The fund has invested in 300 companies, including Farmeron, a Croatian startup that makes software to help farmers organize data on their livestock, and Mexico’s Ovia, which lets companies set up video interviews of job candidates. Both got the chance to operate out of 500 Startups’ 10,000-square-foot Silicon Valley workspace, where they learned from other companies in residence.

“Working with Dave gets you both generosity and adventure,” says Demian Bellumio, chief operating officer of Senzari, an online radio service that in May received $1 million from a group of funds led by 500 Startups. “It’s like joining a global family of mentors, with relationships you keep building as you grow.” In Miami, Bellumio was chatting with Adriana Cisneros, scion to the Venezuelan conglomerate Cisneros Group, who said that traveling with the Geeks is helping her learn how to better nurture her company’s media acquisitions. “Instead of just giving them money, they give them space, mentors, and coaching, says Jeff Cornwall, a professor of entrepreneurship at Belmont University in Nashville. “It’s like a minor league that feeds players into the bigger VC system.”

In April, McClure filed with the Securities and Exchange Commission for a second fund, the $50 million 500 Startups Fund II, to follow the original $30 million fund launched in 2009. “Dave gets it,” says Steve Blank, a professor of engineering at Stanford University, explaining why he invests in 500 Startups. Blank says McClure has a knack for finding and nurturing companies that are too small to command attention from traditional VCs.

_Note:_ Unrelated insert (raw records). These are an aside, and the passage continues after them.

//! # Tabular rendering
//!
//! Terminal tables for the species database and for the per-species diagnostics of a
//! sublimation estimate, built with [`comfy-table`](https://docs.rs/comfy-table/latest/comfy_table/)
//! using the `UTF8_FULL` preset and dynamic column widths.
use comfy_table::{presets::UTF8_FULL, Cell, CellAlignment, ContentArrangement, Row, Table};

use crate::{
    sublimation::{SublimationResult, Verdict},
    volatiles::SpeciesTable,
};

fn new_table() -> Table {
    let mut table = Table::new();
    table
        .load_preset(UTF8_FULL)
        .set_content_arrangement(ContentArrangement::Dynamic);
    table
}

fn opt_sci(v: Option<f64>) -> String {
    v.map(|x| format!("{x:.3e}")).unwrap_or_else(|| "—".to_string())
}

fn right(text: String) -> Cell {
    Cell::new(text).set_alignment(CellAlignment::Right)
}

/// Render the species table (thermal parameters and vapor-pressure law of every entry).
pub fn render_species_table(table: &SpeciesTable) -> String {
    species_table(table).to_string()
}

/// Render the per-species verdicts of an estimate.
pub fn render_verdicts(result: &SublimationResult) -> String {
    verdict_table(result).to_string()
}

fn species_table(table: &SpeciesTable) -> Table {
    let mut out = new_table();
    out.set_header(vec![
        Cell::new("#"),
        Cell::new("Species"),
        Cell::new("H"),
        Cell::new("μ [g/mol]"),
        Cell::new("P0 [Pa]"),
        Cell::new("P_ref [Pa]"),
        Cell::new("β [K]"),
        Cell::new("T_ref [K]"),
        Cell::new("Comment"),
    ]);

    for (i, sp) in table.iter().enumerate() {
        let law = &sp.vapor_pressure;
        out.add_row(Row::from(vec![
            right(i.to_string()),
            Cell::new(&sp.name),
            right(opt_sci(sp.enthalpy)),
            right(sp.molar_mass.map(|m| format!("{m:.1}")).unwrap_or_else(|| "—".into())),
            right(opt_sci(sp.reference_pressure)),
            right(format!("{:.3e}", law.p_ref)),
            right(format!("{:.1}", law.beta)),
            right(format!("{:.1}", law.t_ref)),
            Cell::new(&sp.comment),
        ]));
    }

    out
}

fn verdict_table(result: &SublimationResult) -> Table {
    let mut out = new_table();
    out.set_header(vec![
        Cell::new("Species"),
        Cell::new("T_sub [K]"),
        Cell::new("T_total [K]"),
        Cell::new("P_vap [Pa]"),
        Cell::new("Verdict"),
    ]);

    for sv in &result.species {
        let (pressure, label) = match sv.verdict {
            Verdict::BelowThreshold => (None, "below threshold"),
            Verdict::SuppressedByAtmosphere { vapor_pressure_pa } => {
                (Some(vapor_pressure_pa), "suppressed by atmosphere")
            }
            Verdict::Sublimating { vapor_pressure_pa } => (vapor_pressure_pa, "sublimating"),
        };
        out.add_row(Row::from(vec![
            Cell::new(&sv.name),
            right(format!("{:.2}", sv.threshold_temperature_k)),
            right(format!("{:.2}", result.total_temperature_k)),
            right(opt_sci(pressure)),
            Cell::new(label),
        ]));
    }

    out
}

#[cfg(test)]
mod display_test {
    use super::*;
    use crate::{
        distance::Distance,
        sublimation::{SublimationEstimator, SublimationInput},
    };

    #[test]
    fn test_species_table_lists_every_entry() {
        let table = SpeciesTable::builtin();
        let text = species_table(&table).set_width(400).to_string();
        for sp in table.iter() {
            assert!(text.contains(&sp.name), "missing {}", sp.name);
        }
        assert!(text.contains("T_ref [K]"));
    }

    #[test]
    fn test_verdicts_table() {
        let input = SublimationInput::new(1.0, Distance::earth_radii(1.0), Some(200.0)).unwrap();
        let result = SublimationEstimator::default().estimate(&input).unwrap();
        let text = verdict_table(&result).set_width(200).to_string();
        assert!(text.contains("sublimating"));
        assert!(text.contains("suppressed by atmosphere"));
        assert!(text.contains("200.00"));
        assert!(text.contains("below threshold"));
    }
}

Seeding numerous small investments around the world makes sense, McClure says, because at least 75 percent of tech startups don’t survive longer than three years. “Some folks will call this ‘spray and pray,’?” he says. “But we call it going global, and not wasting money at failing. Fail on a small budget and you save a lot of money and heartbreak.” He says the recent shift toward cloud computing, which eliminates the need to buy a lot of expensive computer hardware, has helped drop the cost of launching a tech startup by a factor of 100.

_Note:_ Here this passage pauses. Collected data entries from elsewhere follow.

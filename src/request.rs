//! # Calculation requests
//!
//! JSON request/response contract used to drive the calculators from another process:
//!
//! ```json
//! { "calculation_type": "sublimation",
//!   "parameters": { "r_sun": 1.0, "r_earth": "6371", "T": "250" } }
//! ```
//!
//! | `calculation_type` | parameters                                   | `units` |
//! |--------------------|----------------------------------------------|---------|
//! | `sublimation`      | `r_sun`, `r_earth`, optional `T`             | `K`     |
//! | `mass`             | `m_k`, `delta`, `r`                          | `kg`    |
//! | `nucleus`          | `H`, `pv`, optional `angular_size`, `distance` | `km`  |
//!
//! Parameters may be given as JSON numbers or as text; `r_earth` accepts the Earth-radius
//! suffixes of [`Distance`]. A failed request yields `{ "value": null, "error": "..." }`,
//! never a partial result.
use std::{fmt, str::FromStr};

use log::{error, info};
use serde::{Deserialize, Serialize};
use serde_json::{Map, Value};

use crate::{
    cometa_errors::CometaError,
    conversion::{parse_number, parse_optional_positive},
    nucleus::{estimate_nucleus, NucleusInput},
    photometry::{estimate_mass, MassInput, MassParams},
    sublimation::{SublimationEstimator, SublimationInput},
};

#[derive(Debug, Clone, Copy, PartialEq, Eq)]
pub enum CalculationType {
    Sublimation,
    Mass,
    Nucleus,
}

impl FromStr for CalculationType {
    type Err = CometaError;

    fn from_str(s: &str) -> Result<Self, Self::Err> {
        match s.trim().to_ascii_lowercase().as_str() {
            "sublimation" => Ok(CalculationType::Sublimation),
            "mass" => Ok(CalculationType::Mass),
            "nucleus" | "size" => Ok(CalculationType::Nucleus),
            _ => Err(CometaError::UnknownCalculation(s.to_string())),
        }
    }
}

impl fmt::Display for CalculationType {
    fn fmt(&self, f: &mut fmt::Formatter<'_>) -> fmt::Result {
        let s = match self {
            CalculationType::Sublimation => "sublimation",
            CalculationType::Mass => "mass",
            CalculationType::Nucleus => "nucleus",
        };
        f.write_str(s)
    }
}

#[derive(Debug, Clone, PartialEq, Serialize, Deserialize)]
pub struct CalculationRequest {
    pub calculation_type: String,
    #[serde(default)]
    pub parameters: Map<String, Value>,
}

#[derive(Debug, Clone, PartialEq, Default, Serialize, Deserialize)]
pub struct CalculationResponse {
    pub value: Option<f64>,
    #[serde(skip_serializing_if = "Option::is_none")]
    pub units: Option<String>,
    #[serde(skip_serializing_if = "Option::is_none")]
    pub composition: Option<String>,
    /// Human-readable report of the calculation.
    #[serde(skip_serializing_if = "Option::is_none")]
    pub report: Option<String>,
    #[serde(skip_serializing_if = "Option::is_none")]
    pub error: Option<String>,
}

impl CalculationResponse {
    fn success(value: f64, units: &str, report: String) -> Self {
        CalculationResponse {
            value: Some(value),
            units: Some(units.to_string()),
            report: Some(report),
            ..Default::default()
        }
    }

    pub fn failure(err: &CometaError) -> Self {
        CalculationResponse {
            error: Some(err.to_string()),
            ..Default::default()
        }
    }

    pub fn is_error(&self) -> bool {
        self.error.is_some()
    }
}

/// Text of a request parameter; numbers are rendered as text, `null` counts as absent.
fn field_text(params: &Map<String, Value>, field: &str) -> Result<Option<String>, CometaError> {
    match params.get(field) {
        None | Some(Value::Null) => Ok(None),
        Some(Value::String(s)) => Ok(Some(s.clone())),
        Some(Value::Number(n)) => Ok(Some(n.to_string())),
        Some(other) => Err(CometaError::invalid_number(field, &other.to_string())),
    }
}

fn required_number(params: &Map<String, Value>, field: &str) -> Result<f64, CometaError> {
    let text =
        field_text(params, field)?.ok_or_else(|| CometaError::MissingField(field.to_string()))?;
    parse_number(field, &text)
}

fn optional_number(params: &Map<String, Value>, field: &str) -> Result<Option<f64>, CometaError> {
    match field_text(params, field)? {
        Some(text) if !text.trim().is_empty() => parse_number(field, &text).map(Some),
        _ => Ok(None),
    }
}

/// Dispatches [`CalculationRequest`]s to the calculators.
#[derive(Debug, Clone, Default)]
pub struct RequestHandler {
    estimator: SublimationEstimator,
    mass_params: MassParams,
}

impl RequestHandler {
    pub fn new(estimator: SublimationEstimator, mass_params: MassParams) -> Self {
        RequestHandler {
            estimator,
            mass_params,
        }
    }

    /// Run a request, propagating the first error.
    ///
    /// Errors
    /// ----------
    /// * [`CometaError::UnknownCalculation`] for an unsupported `calculation_type`.
    /// * Any validation or computation error of the selected calculator.
    pub fn dispatch(
        &self,
        request: &CalculationRequest,
    ) -> Result<CalculationResponse, CometaError> {
        let kind: CalculationType = request.calculation_type.parse()?;
        let params = &request.parameters;

        match kind {
            CalculationType::Sublimation => {
                let r_sun = field_text(params, "r_sun")?;
                let r_earth = field_text(params, "r_earth")?;
                let t = field_text(params, "T")?;
                let input =
                    SublimationInput::from_text(r_sun.as_deref(), r_earth.as_deref(), t.as_deref())?;
                let result = self.estimator.estimate(&input)?;
                Ok(CalculationResponse {
                    composition: Some(result.composition()),
                    ..CalculationResponse::success(
                        result.total_temperature_k,
                        "K",
                        result.to_string(),
                    )
                })
            }
            CalculationType::Mass => {
                let input = MassInput {
                    magnitude: required_number(params, "m_k")?,
                    delta_au: required_number(params, "delta")?,
                    r_au: required_number(params, "r")?,
                };
                let mass = estimate_mass(&input, &self.mass_params)?;
                Ok(CalculationResponse::success(
                    mass.kilograms,
                    "kg",
                    mass.to_string(),
                ))
            }
            CalculationType::Nucleus => {
                let input = NucleusInput {
                    abs_magnitude: required_number(params, "H")?,
                    albedo: required_number(params, "pv")?,
                    angular_size_arcsec: optional_number(params, "angular_size")?,
                    distance_au: parse_optional_positive(
                        "distance",
                        field_text(params, "distance")?.as_deref(),
                    )?,
                };
                let nucleus = estimate_nucleus(&input)?;
                Ok(CalculationResponse::success(
                    nucleus.diameter_km,
                    "km",
                    nucleus.to_string(),
                ))
            }
        }
    }

    /// Run a request and fold any error into the response.
    pub fn handle(&self, request: &CalculationRequest) -> CalculationResponse {
        match self.dispatch(request) {
            Ok(response) => {
                info!(
                    "{} request answered: {:?} {}",
                    request.calculation_type,
                    response.value,
                    response.units.as_deref().unwrap_or("")
                );
                response
            }
            Err(err) => {
                error!(
                    "{} request failed: {err} (parameters: {})",
                    request.calculation_type,
                    Value::Object(request.parameters.clone())
                );
                CalculationResponse::failure(&err)
            }
        }
    }

    /// Decode a JSON request and run it.
    pub fn handle_json(&self, json: &str) -> CalculationResponse {
        match serde_json::from_str::<CalculationRequest>(json) {
            Ok(request) => self.handle(&request),
            Err(err) => {
                let err = CometaError::from(err);
                error!("malformed request: {err}");
                CalculationResponse::failure(&err)
            }
        }
    }
}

Wadhwa thinks that while McClure has the right approach, he may be spreading himself too thin. “In some of the places he is investing, the ecosystem for entrepreneurial support and success doesn’t exist,” says Wadhwa. “What is needed is more mentorship and hand-holding. Dave can’t possibly provide this to the large number of startups he is investing in.”

McClure says his own career has made him sympathetic to startups. In 1988, after graduating from Johns Hopkins University’s applied math program, he worked as a software developer and started his own e-commerce business. He later jumped to PayPal, where he managed a group of Web designers and developers. McClure used $300,000 of his profits from PayPal’s 2002 initial public offering and subsequent sale to EBay (EBAY) to make small investments in 13 tech startups, including Mint.com (acquired by Intuit (INTU) in 2009) and SlideShare, which LinkedIn (LNKD) bought in early May.

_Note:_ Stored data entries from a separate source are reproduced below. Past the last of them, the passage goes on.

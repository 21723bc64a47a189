//! # Geocentric distance with an explicit unit
//!
//! User input for the distance to the Earth comes either in **kilometers** or as a
//! **multiple of the Earth radius**. Instead of sniffing the raw text at every use site,
//! the text is parsed once into a tagged [`Distance`] and converted on demand.
//!
//! ## Accepted text forms
//!
//! ```text
//! 6371        → 6371 km
//! 6371 km     → 6371 km
//! 1.5R        → 1.5 Earth radii
//! 1.5 R⊕      → 1.5 Earth radii
//! 2Re         → 2 Earth radii
//! ```
//!
//! The Earth-radius marker is case-sensitive: `r` is not accepted.
use std::{fmt, str::FromStr};

use nom::{
    branch::alt,
    bytes::complete::tag,
    character::complete::space0,
    combinator::{all_consuming, opt, value},
    number::complete::double,
    sequence::{delimited, preceded},
    IResult, Parser,
};
use serde::{Deserialize, Serialize};

use crate::{
    cometa_errors::CometaError,
    constants::{Kilometer, R_EARTH_KM},
    conversion::require_positive,
};

/// Unit attached to a [`Distance`].
#[derive(Debug, Clone, Copy, PartialEq, Eq, Serialize, Deserialize)]
#[serde(rename_all = "snake_case")]
pub enum DistanceUnit {
    Kilometers,
    EarthRadii,
}

impl fmt::Display for DistanceUnit {
    fn fmt(&self, f: &mut fmt::Formatter<'_>) -> fmt::Result {
        match self {
            DistanceUnit::Kilometers => write!(f, "km"),
            DistanceUnit::EarthRadii => write!(f, "R⊕"),
        }
    }
}

/// A strictly positive distance tagged with its unit.
#[derive(Debug, Clone, Copy, PartialEq, Serialize, Deserialize)]
pub struct Distance {
    pub value: f64,
    pub unit: DistanceUnit,
}

impl Distance {
    /// Distance expressed in kilometers.
    pub fn kilometers(value: f64) -> Self {
        Distance {
            value,
            unit: DistanceUnit::Kilometers,
        }
    }

    /// Distance expressed as a multiple of the Earth radius.
    pub fn earth_radii(value: f64) -> Self {
        Distance {
            value,
            unit: DistanceUnit::EarthRadii,
        }
    }

    /// Convert to kilometers.
    ///
    /// Arguments
    /// -----------------
    /// * `earth_radius_km` – Earth radius used to scale [`DistanceUnit::EarthRadii`] values.
    pub fn to_km(&self, earth_radius_km: f64) -> Kilometer {
        match self.unit {
            DistanceUnit::Kilometers => self.value,
            DistanceUnit::EarthRadii => self.value * earth_radius_km,
        }
    }

    /// Convert to a multiple of the Earth radius.
    pub fn in_earth_radii(&self, earth_radius_km: f64) -> f64 {
        self.to_km(earth_radius_km) / earth_radius_km
    }

    /// Parse a distance from user text and validate it.
    ///
    /// Arguments
    /// -----------------
    /// * `field` – Field name reported in errors (e.g. `"r_earth"`).
    /// * `text` – Number with an optional unit suffix (`km`, `R`, `R⊕`, `Re`).
    ///
    /// Return
    /// ----------
    /// * A [`Distance`]; a bare number is taken as kilometers.
    ///
    /// Errors
    /// ----------
    /// * [`CometaError::MissingField`] – blank text.
    /// * [`CometaError::InvalidNumber`] – unparsable number, unknown unit, or trailing garbage.
    /// * [`CometaError::NonPositive`] – value ≤ 0.
    pub fn parse_field(field: &str, text: &str) -> Result<Self, CometaError> {
        let trimmed = text.trim();
        if trimmed.is_empty() {
            return Err(CometaError::MissingField(field.to_string()));
        }

        let (_, (value, unit)) =
            parse_distance(trimmed).map_err(|_| CometaError::invalid_number(field, trimmed))?;

        let value = require_positive(field, value)?;
        Ok(Distance {
            value,
            unit: unit.unwrap_or(DistanceUnit::Kilometers),
        })
    }
}

impl FromStr for Distance {
    type Err = CometaError;

    fn from_str(s: &str) -> Result<Self, Self::Err> {
        Distance::parse_field("distance", s)
    }
}

impl fmt::Display for Distance {
    fn fmt(&self, f: &mut fmt::Formatter<'_>) -> fmt::Result {
        match self.unit {
            DistanceUnit::Kilometers => write!(f, "{} km", self.value),
            DistanceUnit::EarthRadii => write!(f, "{} R⊕", self.value),
        }
    }
}

impl Default for Distance {
    fn default() -> Self {
        Distance::kilometers(R_EARTH_KM)
    }
}

fn parse_unit(input: &str) -> IResult<&str, DistanceUnit> {
    alt((
        value(
            DistanceUnit::EarthRadii,
            alt((tag("R⊕"), tag("Re"), tag("R"))),
        ),
        value(DistanceUnit::Kilometers, tag("km")),
    ))
    .parse(input)
}

fn parse_distance(input: &str) -> IResult<&str, (f64, Option<DistanceUnit>)> {
    all_consuming(delimited(
        space0,
        (double, preceded(space0, opt(parse_unit))),
        space0,
    ))
    .parse(input)
}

In 2007, McClure co-taught a course at Stanford on building Web applications for Facebook (FB). Then, while at San Francisco venture capital firm Founders Fund, he ran the Facebook fbFund, which invested in companies developing apps for the social network. FbFund helped launch Wildfire Interactive and TaskRabbit.

After two hours of pressing the flesh at his Miami launch party, McClure finally sits down to dinner. An attendee taps his shoulder and offers a business card. “Sir,” he asks, “do you speak Spanish?” “Um, no,” replies McClure. “But I can learn. I picked up Japanese.”

The bottom line: McClure has used his $30 million fund to invest in 300 startups around the world. Now he’s raising $50 million for a new fund.